I've studied the hyperbolic plane by analytically building up the hyperboloid model, the Klein—Beltrami disc, the Poincaré disc, and the half-plane model from scratch. Now I'd like to prove that, given $\alpha,\beta,\gamma>0$ with $\alpha+\beta+\gamma<\pi$, there exists a hyperbolic triangle with angles $\alpha$, $\beta$ and $\gamma$.

Is there an easy proof of this fact? I mean a proof that only starts from the basic Riemannian structure of the models: the knowledge what the geodesics are, an expression for the distance, the fact that some models are conformal. (Of course, I have found proofs in literature, but they tend to refer a lot to other results, requiring e.g. an extensive theory of trigonometry.)

Answer 1

In the disc model take two lines $L_1,L_2$ emanating from the center $0$, and forming an angle $\alpha$ berween them. Now, consider the point $x_t\in L_1$ ad distance $t$ from $0$ and the line $L_3(t)$ emanating from $x_t$ and forming an angle $\beta$ with $L_1$. Let $y_t=L_3(t)\cap L_2$. Now, $y_t$ can be a single point or the empty set. If $y_t$ is a point, you get a triangle with angles $\alpha,\beta,\gamma(t)$.

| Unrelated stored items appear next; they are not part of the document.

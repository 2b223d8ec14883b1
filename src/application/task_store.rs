//! The single owner of the task collection and of all persistence I/O.

use crate::domain::{
    clock::{Clock, SystemClock},
    error::{StoreError, ValidationError},
    storage::KeyValueStorage,
    task::{NewTask, Task, TaskId, validate_text},
};
use crate::infrastructure::record;

/// Outcome of a mutation plus the outcome of the write that followed it.
/// A failed write does not undo the mutation.
#[derive(Debug)]
pub struct Persisted<T> {
    pub value: T,
    pub write_error: Option<StoreError>,
}

impl<T> Persisted<T> {
    pub fn is_durable(&self) -> bool { self.write_error.is_none() }
}

/// Reads the collection stored under `key`. A missing entry is an empty collection.
pub fn load<S: KeyValueStorage + ?Sized>(storage: &S, key: &str) -> Result<Vec<Task>, StoreError> {
    record::read(storage, key).map_err(|source| StoreError::Read { key: key.to_string(), source })
}

pub struct TaskStore<S: KeyValueStorage> {
    storage: S,
    key: String,
    clock: Box<dyn Clock>,
    tasks: Vec<Task>,
    load_error: Option<StoreError>,
}

impl<S: KeyValueStorage> TaskStore<S> {
    pub fn open(storage: S, key: impl Into<String>) -> Self {
        Self::open_with_clock(storage, key, SystemClock)
    }

    /// Loads the stored collection. An unreadable record is logged and replaced by
    /// an empty collection; the error stays available through [`Self::load_error`].
    pub fn open_with_clock(storage: S, key: impl Into<String>, clock: impl Clock + 'static) -> Self {
        let key = key.into();
        let (tasks, load_error) = match load(&storage, &key) {
            Ok(tasks) => {
                tracing::debug!(%key, count = tasks.len(), "loaded tasks");
                (tasks, None)
            }
            Err(e) => {
                tracing::warn!(error = %e, "discarding unreadable task record");
                (Vec::new(), Some(e))
            }
        };
        Self { storage, key, clock: Box::new(clock), tasks, load_error }
    }

    pub fn load_error(&self) -> Option<&StoreError> { self.load_error.as_ref() }

    pub fn storage(&self) -> &S { &self.storage }

    /// Storage order: newest first.
    pub fn tasks(&self) -> &[Task] { &self.tasks }

    pub fn get(&self, id: &TaskId) -> Option<&Task> { self.tasks.iter().find(|t| &t.id == id) }

    pub fn len(&self) -> usize { self.tasks.len() }

    pub fn is_empty(&self) -> bool { self.tasks.is_empty() }

    /// Writes the whole collection. Memory stays authoritative when this fails.
    pub fn save(&mut self) -> Result<(), StoreError> {
        record::write(&mut self.storage, &self.key, &self.tasks).map_err(|source| {
            let e = StoreError::Write { key: self.key.clone(), source };
            tracing::warn!(error = %e, "task collection not persisted");
            e
        })
    }

    pub fn add(&mut self, input: NewTask) -> Result<Persisted<Task>, ValidationError> {
        let text = validate_text(&input.text)?.to_string();
        let now = self.clock.now();
        let task = Task {
            id: TaskId::fresh_for(&self.tasks, now),
            text,
            completed: false,
            category: input.category,
            due_date: input.due_date,
            created_at: now,
            completed_at: None,
        };
        tracing::debug!(id = %task.id, category = %task.category, "task added");
        self.tasks.insert(0, task.clone());
        Ok(self.persist(task))
    }

    /// `None` when no task has `id`; nothing is written in that case.
    pub fn toggle(&mut self, id: &TaskId) -> Option<Persisted<Task>> {
        let now = self.clock.now();
        let task = self.tasks.iter_mut().find(|t| &t.id == id)?;
        task.toggle(now);
        tracing::debug!(%id, completed = task.completed, "task toggled");
        let task = task.clone();
        Some(self.persist(task))
    }

    /// `false` when no task has `id`; nothing is written in that case.
    pub fn remove(&mut self, id: &TaskId) -> Persisted<bool> {
        let Some(idx) = self.tasks.iter().position(|t| &t.id == id) else {
            return Persisted { value: false, write_error: None };
        };
        self.tasks.remove(idx);
        tracing::debug!(%id, "task removed");
        self.persist(true)
    }

    fn persist<T>(&mut self, value: T) -> Persisted<T> {
        Persisted { value, write_error: self.save().err() }
    }
}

You can check that $\gamma(t)$ varies continuously on $t$ and that

1) as $t\to 0$, $y_t$ is a point and the sum $\alpha+\beta+\gamma(t)\to\pi$

2) There is the first time $T$ such that $L_3(t)\cap L_2$ is empty. As $t\to T$ you have $\gamma(t)\to 0$.

Given $\gamma<\pi-\alpha-\beta$, by means of the intermediate value theorem you see that there is $t$ so that $\gamma(t)=\gamma$

Answer 2

Yes you can

Assuming the curvature to be $ \sqrt{-1 } $ the length of the side c is

$$ c = \operatorname{arcosh} \left( \frac{\cos \alpha \cos \beta + \cos \gamma }{\sin \alpha \sin \beta} \right) $$

(found the formula in "the foundations of geometry and the non euclidean plane" by Martin corollary 32.16 )

so you can even construct your triangle :)

edit : corection of formula

The lenght of the sides are:

$$ a = \operatorname{arcosh} \left( \frac{\cos \beta \cos \gamma + \cos \alpha }{\sin \beta \sin \gamma} \right) $$

$$ b = \operatorname{arcosh} \left( \frac{\cos \alpha \cos \gamma + \cos \beta }{\sin \alpha \sin \gamma} \right) $$$$ c = \operatorname{arcosh} \left( \frac{\cos \alpha \cos \beta + \cos \gamma }{\sin \alpha \sin \beta} \right) $$

then you can make the triangle (all sides and angles are known, what more do you need?)